Skeptics told him it was too far from downtown to be viable, but McCarthy imagined it as a convention-sized hotel with a resort atmosphere. It had 18 stories and 1,100 rooms and what at the time was called the “world’s biggest outdoor swimming pool,” large enough to host water-skiing and sailing exhibitions.

The hotel — then just the Shamrock Hotel — opened appropriately enough on St. Patrick’s Day 1949 with as much flourish as McCarthy and the city of Houston could muster. The oilman bought a jet from Howard Hughes and flew in more than 150 Hollywood celebrities — including Dorothy Lamour, Pat O’Brien, Ginger Rogers, Errol Flynn and Lana Turner — for the festivities.

Its interior design was an eclectic mix of Empire, Regency, French, Grecian, Chinese and modern, and its palette — for furnishings and staff uniforms — included 63 shades of green.

Though the hotel ultimately failed to fulfill McCarthy’s hopes for drawing business travelers, it was the site of numerous high school proms, weddings and parties for other life events. For the local Jewish community, it kept a separate kosher kitchen. And, of course, it was the place to be for every St. Patrick’s Day, with the party starting after the traditional downtown parade and ending in the wee hours of the next morning.

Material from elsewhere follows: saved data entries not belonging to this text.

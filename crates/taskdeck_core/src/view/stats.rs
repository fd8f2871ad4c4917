//! Dashboard statistics.
//!
//! # Invariants
//! - `completion_days` only lists completed tasks with a completion stamp.
//! - Counts do not depend on whether timestamps are present.

use crate::model::task::{Quadrant, Task, TaskId, TaskPriority, TaskStatus};

const MILLIS_PER_DAY: i64 = 24 * 60 * 60 * 1000;

#[derive(Debug, Clone, Copy, Default, PartialEq, Eq)]
pub struct StatusCounts {
    pub pending: usize,
    pub in_progress: usize,
    pub completed: usize,
}

impl StatusCounts {
    pub fn get(&self, status: TaskStatus) -> usize {
        match status {
            TaskStatus::Pending => self.pending,
            TaskStatus::InProgress => self.in_progress,
            TaskStatus::Completed => self.completed,
        }
    }
}

#[derive(Debug, Clone, Copy, Default, PartialEq, Eq)]
pub struct PriorityCounts {
    pub low: usize,
    pub medium: usize,
    pub high: usize,
}

impl PriorityCounts {
    pub fn get(&self, priority: TaskPriority) -> usize {
        match priority {
            TaskPriority::Low => self.low,
            TaskPriority::Medium => self.medium,
            TaskPriority::High => self.high,
        }
    }
}

#[derive(Debug, Clone, Copy, Default, PartialEq, Eq)]
pub struct QuadrantCounts {
    pub do_first: usize,
    pub schedule: usize,
    pub delegate: usize,
    pub eliminate: usize,
}

impl QuadrantCounts {
    pub fn get(&self, quadrant: Quadrant) -> usize {
        match quadrant {
            Quadrant::DoFirst => self.do_first,
            Quadrant::Schedule => self.schedule,
            Quadrant::Delegate => self.delegate,
            Quadrant::Eliminate => self.eliminate,
        }
    }
}

/// Whole days between creation and completion of one task.
#[derive(Debug, Clone, PartialEq, Eq)]
pub struct CompletionTime {
    pub task_id: TaskId,
    pub title: String,
    pub days: i64,
}

/// Aggregates rendered by the dashboard.
#[derive(Debug, Clone, Default, PartialEq, Eq)]
pub struct DashboardStats {
    pub total: usize,
    pub by_status: StatusCounts,
    pub by_priority: PriorityCounts,
    pub by_quadrant: QuadrantCounts,
    pub completion_days: Vec<CompletionTime>,
}

impl DashboardStats {
    /// Completed share of all tasks, rounded to a whole percent.
    pub fn completion_rate_percent(&self) -> u32 {
        rounded_percent(self.by_status.completed, self.total)
    }

    /// High-priority share of all tasks, rounded to a whole percent.
    pub fn high_priority_percent(&self) -> u32 {
        rounded_percent(self.by_priority.high, self.total)
    }

    pub fn average_completion_days(&self) -> Option<f64> {
        if self.completion_days.is_empty() {
            return None;
        }
        let sum: i64 = self.completion_days.iter().map(|entry| entry.days).sum();
        Some(sum as f64 / self.completion_days.len() as f64)
    }
}

/// Computes dashboard aggregates in one pass.
pub fn summarize(tasks: &[Task]) -> DashboardStats {
    let mut stats = DashboardStats {
        total: tasks.len(),
        ..DashboardStats::default()
    };

    for task in tasks {
        match task.status {
            TaskStatus::Pending => stats.by_status.pending += 1,
            TaskStatus::InProgress => stats.by_status.in_progress += 1,
            TaskStatus::Completed => stats.by_status.completed += 1,
        }
        match task.priority {
            TaskPriority::Low => stats.by_priority.low += 1,
            TaskPriority::Medium => stats.by_priority.medium += 1,
            TaskPriority::High => stats.by_priority.high += 1,
        }
        match task.quadrant() {
            Quadrant::DoFirst => stats.by_quadrant.do_first += 1,
            Quadrant::Schedule => stats.by_quadrant.schedule += 1,
            Quadrant::Delegate => stats.by_quadrant.delegate += 1,
            Quadrant::Eliminate => stats.by_quadrant.eliminate += 1,
        }

        if task.is_completed() {
            if let Some(completed_at) = task.completed_at {
                let elapsed_ms = (completed_at - task.created_at).num_milliseconds();
                stats.completion_days.push(CompletionTime {
                    task_id: task.id.clone(),
                    title: task.title.clone(),
                    days: ceil_days(elapsed_ms),
                });
            }
        }
    }

    stats
}

fn ceil_days(elapsed_ms: i64) -> i64 {
    // Integer division truncates toward zero, which is already the ceiling
    // for negative spans.
    let days = elapsed_ms / MILLIS_PER_DAY;
    if elapsed_ms % MILLIS_PER_DAY > 0 {
        days + 1
    } else {
        days
    }
}

fn rounded_percent(part: usize, total: usize) -> u32 {
    if total == 0 {
        return 0;
    }
    let rounded = (part * 200 + total) / (total * 2);
    u32::try_from(rounded).unwrap_or(u32::MAX)
}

Top entertainment acts drew oil tycoons, businessmen, socialites and their wannabes, but by 1952, McCarthy defaulted on a loan and in 1955 the hotel was sold to the Hilton chain. McCarthy — his rags-to-riches story inspired the Jett Rink character in “Giant” — died in 1988, a day after his 81st birthday.

For 30 years it operated as the Shamrock Hilton, before the chain donated the site to the growing medical center. The hotel was demolished in 1987 and the street that led to its front door was renamed from Shamrock Drive to Pressler Street.

Stewards of history

Gierzyk may have bought the gazebo intending to use it himself, but he also bought beautiful mahogany panels that once lined the hallways of the floor that held the Shamrock’s Presidential Suites and a granite bas-relief sculpture titled “The Three Graces” that had been installed above the hotel’s main entrance. (He later sold the sculpture to oilman Lester Smith.)

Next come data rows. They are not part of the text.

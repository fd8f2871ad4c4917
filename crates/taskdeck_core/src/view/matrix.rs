//! Urgency/importance matrix projection.

use crate::model::task::{Quadrant, Task};

/// Tasks grouped by matrix cell, each group in input order.
#[derive(Debug, Clone, Default, PartialEq, Eq)]
pub struct QuadrantPartition<'a> {
    pub do_first: Vec<&'a Task>,
    pub schedule: Vec<&'a Task>,
    pub delegate: Vec<&'a Task>,
    pub eliminate: Vec<&'a Task>,
}

impl<'a> QuadrantPartition<'a> {
    pub fn get(&self, quadrant: Quadrant) -> &[&'a Task] {
        match quadrant {
            Quadrant::DoFirst => &self.do_first,
            Quadrant::Schedule => &self.schedule,
            Quadrant::Delegate => &self.delegate,
            Quadrant::Eliminate => &self.eliminate,
        }
    }

    pub fn len(&self) -> usize {
        Quadrant::ALL.iter().map(|q| self.get(*q).len()).sum()
    }

    pub fn is_empty(&self) -> bool {
        self.len() == 0
    }

    fn push(&mut self, task: &'a Task) {
        match task.quadrant() {
            Quadrant::DoFirst => self.do_first.push(task),
            Quadrant::Schedule => self.schedule.push(task),
            Quadrant::Delegate => self.delegate.push(task),
            Quadrant::Eliminate => self.eliminate.push(task),
        }
    }
}

/// Splits `tasks` into the four matrix cells.
///
/// Status is not inspected; the matrix view passes open tasks only (see
/// `partition_open_by_quadrant`).
pub fn partition_by_quadrant(tasks: &[Task]) -> QuadrantPartition<'_> {
    let mut partition = QuadrantPartition::default();
    for task in tasks {
        partition.push(task);
    }
    partition
}

/// Matrix view input: completed tasks are left out.
pub fn partition_open_by_quadrant(tasks: &[Task]) -> QuadrantPartition<'_> {
    let mut partition = QuadrantPartition::default();
    for task in tasks.iter().filter(|task| !task.is_completed()) {
        partition.push(task);
    }
    partition
}
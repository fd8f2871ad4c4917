//! Durable slot abstractions and persistence implementations.
//!
//! # Responsibility
//! - Define the key/value contract the task store persists through.
//! - Isolate SQLite details from store orchestration.
//!
//! # Invariants
//! - A slot holds one opaque UTF-8 blob; writes replace it whole.
//! - Reading an absent slot is `Ok(None)`, not an error.

pub mod slot_repo;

He remembers disassembling and removing his purchases with his own crew while other workers removed asbestos from the building prior to demolition.

Gierczyk said he recalls paying about $2,000 for the gazebo — plus more to remove and store it — and figures it could cost $30,000 to $50,000 to reproduce it at today’s prices. He said he hopes it sells for $6,000 to $10,000.

“The buyer will be someone who has land to install it, and somebody who is interested in the past of our city. Being in the antiques and art business, I believe that we really never own anything. The price we pay is the fee we pay to take it home, and that charges us with the responsibility to preserve it so that, 50 or 100 years from now, someone else can enjoy it. That is our duty to the artists and creators of things we enjoy in our lives.”